As Nudo tells it, “I woke up with this drumbeat in my head, this perpetual booming and rolling beat that felt like it can go on forever. Everywhere I went, the subway, the doctor’s office, it just kept going. I remember bringing it to the rehearsal space and just launching into this beat. Ashley jumped in with the bass line, then Bentley joined, and it started to
build. I started to sing, it continued to gather momentum and intensity, and naturally went where it needed to. I remember thinking, ‘That’s it, that’s what I was hearing all day.’” The songs are crafted to linger in the atmosphere in which they were born.

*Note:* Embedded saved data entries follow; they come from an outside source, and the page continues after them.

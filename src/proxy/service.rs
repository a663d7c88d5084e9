//! Gateway service: route matching and the per-request flow
//!
//! A request walks the same path on every route:
//!
//! 1. match the longest route prefix and create the [`RequestContext`]
//! 2. capture the inbound body under the size limit
//! 3. run the request rewrite pipeline on the pristine snapshot
//! 4. round-trip the draft through the [`Transport`]
//! 5. hand the upstream response to the response modify pipeline
//!
//! Every failure on that path is turned into a client response by the
//! [`ErrorBoundary`], which also flushes the audit record exactly once.
//! Successful responses flush from the pump task when the body ends.
//!
//! ```rust,ignore
//! let gateway = Gateway::builder(GatewayConfig::default())
//!     .routes(settings.routes)
//!     .build()?;
//! let router = gateway.into_router();
//! axum::serve(listener, router).await?;
//! ```

use crate::log_messages::request_processing;
use crate::proxy::audit::{AuditWriter, RingBufferAuditWriter};
use crate::proxy::audit_path::AuditPathProcessor;
use crate::proxy::context::RequestContext;
use crate::proxy::dump::{DumpLogger, TracingDumpLogger};
use crate::proxy::error_boundary::ErrorBoundary;
use crate::proxy::headers::{paths, X_REQUEST_ID};
use crate::proxy::middleware_stack::ProxyMiddlewareStack;
use crate::proxy::registry::{FilterRegistry, FilterSpec, RegistryError};
use crate::proxy::request_pipeline::{InboundRequest, RequestRewritePipeline};
use crate::proxy::response_pipeline::{ResponseModifyPipeline, StreamHandle};
use crate::proxy::ring_buffer::RingBuffer;
use crate::proxy::splitter::{DecoderFactory, SplitterSelector};
use crate::proxy::transport::{HyperTransport, Transport};
use crate::proxy::types::*;
use crate::proxy::url_resolver::UrlResolver;
use axum::{
    body::Body,
    extract::{Request, State},
    response::{IntoResponse, Response},
    routing::get,
    Router,
};
use serde::{Deserialize, Serialize};
use std::sync::Arc;
use tokio::sync::mpsc;
use tracing::{debug, info};

/// Route name used in the audit record when no route matched
pub const UNROUTED: &str = "(none)";

/// One configured route
#[derive(Debug, Clone, Deserialize, Serialize)]
pub struct RouteConfig {
    pub name: String,
    pub prefix: RoutePrefix,
    pub upstream: TargetUrl,
    /// Treat every request on this route as streaming, regardless of its body
    #[serde(default)]
    pub streaming: bool,
    /// Filters in execution order
    #[serde(default)]
    pub filters: Vec<FilterSpec>,
}

/// A route with its pipelines built
struct Route {
    name: String,
    prefix: RoutePrefix,
    upstream: TargetUrl,
    streaming: bool,
    request: RequestRewritePipeline,
    response: ResponseModifyPipeline,
}

pub struct GatewayBuilder {
    config: GatewayConfig,
    routes: Vec<RouteConfig>,
    registry: FilterRegistry,
    transport: Option<Arc<dyn Transport>>,
    audit_writer: Option<Arc<dyn AuditWriter>>,
    dump: Arc<dyn DumpLogger>,
    decoder_factory: Option<DecoderFactory>,
}

impl GatewayBuilder {
    pub fn routes(mut self, routes: impl IntoIterator<Item = RouteConfig>) -> Self {
        self.routes.extend(routes);
        self
    }

    pub fn route(mut self, route: RouteConfig) -> Self {
        self.routes.push(route);
        self
    }

    pub fn registry(mut self, registry: FilterRegistry) -> Self {
        self.registry = registry;
        self
    }

    pub fn transport(mut self, transport: Arc<dyn Transport>) -> Self {
        self.transport = Some(transport);
        self
    }

    /// Send audit records somewhere other than the ring buffer
    pub fn audit_writer(mut self, writer: Arc<dyn AuditWriter>) -> Self {
        self.audit_writer = Some(writer);
        self
    }

    pub fn dump_logger(mut self, dump: Arc<dyn DumpLogger>) -> Self {
        self.dump = dump;
        self
    }

    pub fn decoder_factory(mut self, factory: DecoderFactory) -> Self {
        self.decoder_factory = Some(factory);
        self
    }

    pub fn build(self) -> Result<Gateway, RegistryError> {
        let ring_buffer = Arc::new(RingBuffer::new(&self.config.ring_buffer));
        let audit_writer = self
            .audit_writer
            .unwrap_or_else(|| -> Arc<dyn AuditWriter> {
                Arc::new(RingBufferAuditWriter::new(ring_buffer.clone()))
            });
        let boundary = Arc::new(ErrorBoundary::new(audit_writer));
        let transport = self
            .transport
            .unwrap_or_else(|| -> Arc<dyn Transport> {
                Arc::new(HyperTransport::new(self.config.request_timeout))
            });

        let mut selector =
            SplitterSelector::new(self.config.chunk_size, self.config.max_event_frame);
        if let Some(factory) = self.decoder_factory {
            selector = selector.with_decoder_factory(factory);
        }

        let mut routes = Vec::with_capacity(self.routes.len());
        for route in self.routes {
            let chains = self.registry.build_chains(&route.filters)?;
            debug!(
                route = %route.name,
                prefix = %route.prefix,
                request_filters = chains.request.len(),
                response_filters = chains.response.len(),
                "Route built"
            );
            routes.push(Route {
                request: RequestRewritePipeline::new(
                    chains.request,
                    self.dump.clone(),
                    self.config.capture,
                ),
                response: ResponseModifyPipeline::new(
                    chains.response,
                    selector.clone(),
                    boundary.clone(),
                    self.dump.clone(),
                )
                .with_limits(
                    self.config.pipe_capacity,
                    self.config.capture,
                    self.config.max_response_size,
                ),
                name: route.name,
                prefix: route.prefix,
                upstream: route.upstream,
                streaming: route.streaming,
            });
        }
        // Longest prefix first so the first match wins
        routes.sort_by_key(|route| std::cmp::Reverse(route.prefix.as_ref().len()));

        Ok(Gateway {
            config: self.config,
            routes,
            transport,
            boundary,
            ring_buffer,
            audit_shutdown_tx: None,
        })
    }
}

/// The gateway: routes, transport, error boundary and the audit path
pub struct Gateway {
    config: GatewayConfig,
    routes: Vec<Route>,
    transport: Arc<dyn Transport>,
    boundary: Arc<ErrorBoundary>,
    ring_buffer: Arc<RingBuffer>,
    audit_shutdown_tx: Option<mpsc::Sender<()>>,
}

impl Gateway {
    pub fn builder(config: GatewayConfig) -> GatewayBuilder {
        GatewayBuilder {
            config,
            routes: Vec::new(),
            registry: FilterRegistry::builtin(),
            transport: None,
            audit_writer: None,
            dump: Arc::new(TracingDumpLogger::default()),
            decoder_factory: None,
        }
    }

    pub fn ring_buffer(&self) -> Arc<RingBuffer> {
        self.ring_buffer.clone()
    }

    pub fn route_names(&self) -> Vec<&str> {
        self.routes.iter().map(|route| route.name.as_str()).collect()
    }

    /// Start draining audit records off the ring buffer
    pub fn start_audit_processor(&mut self) {
        if self.audit_shutdown_tx.is_some() {
            return;
        }
        let (processor, shutdown_tx) = AuditPathProcessor::new(self.ring_buffer.clone());
        tokio::spawn(processor.run());
        self.audit_shutdown_tx = Some(shutdown_tx);
    }

    pub async fn shutdown(&mut self) {
        if let Some(tx) = self.audit_shutdown_tx.take() {
            let _ = tx.send(()).await;
        }
    }

    /// Build the axum router and start the audit processor
    pub fn into_router(mut self) -> Router {
        self.start_audit_processor();
        let router = Router::new()
            .route(paths::HEALTH, get(health_handler))
            .fallback(proxy_handler)
            .with_state(Arc::new(self));
        ProxyMiddlewareStack::new().apply_to_router(router)
    }

    fn route_for(&self, path: &str) -> Option<&Route> {
        self.routes
            .iter()
            .find(|route| UrlResolver::matches(&route.prefix, path))
    }

    /// Proxy one request
    ///
    /// The handle is present when a body pump was started. Awaiting it waits
    /// for the stream to end and the audit record to be flushed; dropping it
    /// leaves the pump running.
    pub async fn handle(&self, request: Request<Body>) -> (Response, Option<StreamHandle>) {
        let request_id = request
            .extensions()
            .get::<RequestId>()
            .copied()
            .or_else(|| {
                request
                    .headers()
                    .get(X_REQUEST_ID)
                    .and_then(|v| v.to_str().ok())
                    .and_then(RequestId::parse)
            })
            .unwrap_or_else(RequestId::generate);

        let path = request.uri().path().to_string();
        let Some(route) = self.route_for(&path) else {
            let ctx = RequestContext::new(request_id, UNROUTED);
            let response = self.boundary.respond(&ctx, ProxyError::NoRoute(path)).await;
            return (response, None);
        };

        let ctx = Arc::new(RequestContext::new(request_id, route.name.clone()));
        match self.forward(route, &ctx, request).await {
            Ok((response, handle)) => (response, Some(handle)),
            Err(error) => (self.boundary.respond(&ctx, error).await, None),
        }
    }

    async fn forward(
        &self,
        route: &Route,
        ctx: &Arc<RequestContext>,
        request: Request<Body>,
    ) -> ProxyResult<(Response, StreamHandle)> {
        let target = UrlResolver::resolve_target_uri(&route.upstream, &route.prefix, request.uri())?;
        let inbound = InboundRequest::capture(request, self.config.max_request_size).await?;

        ctx.set_streaming(route.streaming || inbound.wants_stream());
        route.response.selector().preselect(ctx);

        let outbound = route.request.run(ctx, &inbound, target).await?;
        let upstream = self.transport.round_trip(outbound.into_request()?).await?;

        let (mut response, handle) = route.response.modify(ctx.clone(), upstream).await?;
        ErrorBoundary::stamp(response.headers_mut(), ctx);
        info!(
            request_id = %ctx.request_id(),
            route = %route.name,
            status = response.status().as_u16(),
            streaming = ctx.is_streaming(),
            "{}",
            request_processing::UPSTREAM_RESPONDED
        );
        Ok((response, handle))
    }
}

impl Drop for Gateway {
    fn drop(&mut self) {
        if let Some(tx) = self.audit_shutdown_tx.take() {
            let _ = tx.try_send(());
        }
    }
}

async fn health_handler() -> impl IntoResponse {
    "OK"
}

async fn proxy_handler(State(gateway): State<Arc<Gateway>>, request: Request) -> Response {
    let (response, _stream) = gateway.handle(request).await;
    response
}
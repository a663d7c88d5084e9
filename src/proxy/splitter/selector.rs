//! Per-request splitter selection

use crate::proxy::context::RequestContext;
use crate::proxy::headers::content_types;
use crate::proxy::splitter::decompress::{default_decoder_factory, needs_decoding};
use crate::proxy::splitter::event_stream::EVENT_STREAM_CONTENT_TYPE;
use crate::proxy::splitter::{
    ChunkSplitter, DecoderFactory, DecompressingSplitter, EventStreamSplitter, FixedSizeSplitter,
    SseSplitter, WholeStreamSplitter,
};
use crate::proxy::types::{ChunkSize, MaxFrameSize};
use http::header::{CONTENT_ENCODING, CONTENT_TYPE};
use http::HeaderMap;
use std::sync::Arc;

/// Chooses the framing for a response stream and wires decompression
#[derive(Clone)]
pub struct SplitterSelector {
    chunk_size: ChunkSize,
    max_frame: MaxFrameSize,
    factory: DecoderFactory,
}

impl SplitterSelector {
    pub fn new(chunk_size: ChunkSize, max_frame: MaxFrameSize) -> Self {
        Self {
            chunk_size,
            max_frame,
            factory: default_decoder_factory(),
        }
    }

    /// Replace the decoder factory
    pub fn with_decoder_factory(mut self, factory: DecoderFactory) -> Self {
        self.factory = factory;
        self
    }

    /// Install the default framing before the upstream call is made
    pub fn preselect(&self, ctx: &RequestContext) {
        let splitter: Box<dyn ChunkSplitter> = if ctx.is_streaming() {
            Box::new(SseSplitter::default())
        } else {
            Box::new(WholeStreamSplitter::default())
        };
        ctx.store_splitter(splitter);
    }

    /// Pick the splitter for a response, stripping `Content-Encoding` from
    /// the headers the client will see
    pub fn select(&self, ctx: &Arc<RequestContext>, headers: &mut HeaderMap) -> Box<dyn ChunkSplitter> {
        let content_type = header_str(headers, CONTENT_TYPE);

        let splitter = match ctx.take_splitter() {
            Some(existing) if existing.is_compatible(&content_type) => existing,
            _ => self.for_content_type(&content_type),
        };
        ctx.set_splitter_kind(splitter.kind());

        self.decompressing(ctx, headers, splitter)
    }

    /// Whole-body framing regardless of content type, used for error bodies
    ///
    /// `limit` caps the decoded body, not the bytes on the wire.
    pub fn whole_body(
        &self,
        ctx: &Arc<RequestContext>,
        headers: &mut HeaderMap,
        limit: usize,
    ) -> Box<dyn ChunkSplitter> {
        self.decompressing(ctx, headers, Box::new(WholeStreamSplitter::bounded(limit)))
    }

    fn decompressing(
        &self,
        ctx: &Arc<RequestContext>,
        headers: &mut HeaderMap,
        splitter: Box<dyn ChunkSplitter>,
    ) -> Box<dyn ChunkSplitter> {
        let encoding = header_str(headers, CONTENT_ENCODING);
        let header_encoding = if needs_decoding(&encoding) {
            ctx.set_response_encoding(encoding.clone());
            headers.remove(CONTENT_ENCODING);
            Some(encoding)
        } else {
            None
        };

        Box::new(DecompressingSplitter::new(
            splitter,
            Arc::clone(ctx),
            header_encoding,
            Arc::clone(&self.factory),
        ))
    }

    fn for_content_type(&self, content_type: &str) -> Box<dyn ChunkSplitter> {
        if content_type.starts_with(EVENT_STREAM_CONTENT_TYPE) {
            Box::new(EventStreamSplitter::new(self.max_frame))
        } else if content_type.starts_with(content_types::APPLICATION_JSON) {
            Box::new(WholeStreamSplitter::default())
        } else if content_type.starts_with(content_types::TEXT_EVENT_STREAM) {
            Box::new(SseSplitter::default())
        } else {
            Box::new(FixedSizeSplitter::new(self.chunk_size))
        }
    }
}

fn header_str(headers: &HeaderMap, name: http::header::HeaderName) -> String {
    headers
        .get(name)
        .and_then(|v| v.to_str().ok())
        .map(|s| s.trim().to_ascii_lowercase())
        .unwrap_or_default()
}

#[cfg(test)]
mod tests {
    use super::*;
    use crate::proxy::splitter::SplitterKind;
    use crate::proxy::types::{GatewayConfig, RequestId};
    use http::HeaderValue;
    use rstest::rstest;

    fn selector() -> SplitterSelector {
        let config = GatewayConfig::default();
        SplitterSelector::new(config.chunk_size, config.max_event_frame)
    }

    fn context() -> Arc<RequestContext> {
        Arc::new(RequestContext::new(RequestId::generate(), "test"))
    }

    fn headers(content_type: &str) -> HeaderMap {
        let mut headers = HeaderMap::new();
        headers.insert(CONTENT_TYPE, HeaderValue::from_str(content_type).unwrap());
        headers
    }

    #[rstest]
    #[case("application/vnd.amazon.eventstream", SplitterKind::EventStream)]
    #[case("application/json; charset=utf-8", SplitterKind::WholeStream)]
    #[case("text/event-stream", SplitterKind::ServerSentEvents)]
    #[case("text/plain", SplitterKind::FixedSize)]
    #[case("", SplitterKind::FixedSize)]
    fn test_selection_by_content_type(#[case] content_type: &str, #[case] expected: SplitterKind) {
        let ctx = context();
        let mut headers = headers(content_type);

        let splitter = selector().select(&ctx, &mut headers);

        assert_eq!(splitter.kind(), expected);
        assert_eq!(ctx.splitter_kind(), Some(expected));
    }

    #[test]
    fn test_compatible_preselection_is_reused() {
        let ctx = context();
        ctx.set_streaming(true);
        selector().preselect(&ctx);

        // A generic splitter is compatible with anything, even a JSON body
        let splitter = selector().select(&ctx, &mut headers("application/json"));

        assert_eq!(splitter.kind(), SplitterKind::ServerSentEvents);
    }

    #[test]
    fn test_incompatible_cached_splitter_is_replaced() {
        let ctx = context();
        ctx.store_splitter(Box::new(EventStreamSplitter::default()));

        let splitter = selector().select(&ctx, &mut headers("text/event-stream"));

        assert_eq!(splitter.kind(), SplitterKind::ServerSentEvents);
    }

    #[test]
    fn test_content_encoding_recorded_and_stripped() {
        let ctx = context();
        let mut headers = headers("text/event-stream");
        headers.insert(CONTENT_ENCODING, HeaderValue::from_static("gzip"));

        selector().select(&ctx, &mut headers);

        assert_eq!(ctx.response_encoding().as_deref(), Some("gzip"));
        assert!(!headers.contains_key(CONTENT_ENCODING));
    }

    #[test]
    fn test_identity_encoding_left_alone() {
        let ctx = context();
        let mut headers = headers("application/json");
        headers.insert(CONTENT_ENCODING, HeaderValue::from_static("identity"));

        selector().select(&ctx, &mut headers);

        assert_eq!(ctx.response_encoding(), None);
        assert!(headers.contains_key(CONTENT_ENCODING));
    }
}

Freed of a linear
arc, the band leaves space for the music to breathe, expand and explode.  

VBA performances are powerful, with the power to both cleanse and shatter a room. On tours with the likes of Blonde Redhead and Kurt Vile & The Violators, they challenge the acts they support to match the surge of energy they exude on stage. Their sets can feel like an exorcism, rattling your consciousness and leaving you wondering what the hell
just happened. Math says she loves what Alan Licht once said about making music: “Give an instrument to an interesting person and they’ll do something interesting with it.” VBA not only embodies this truism, it amplifies it.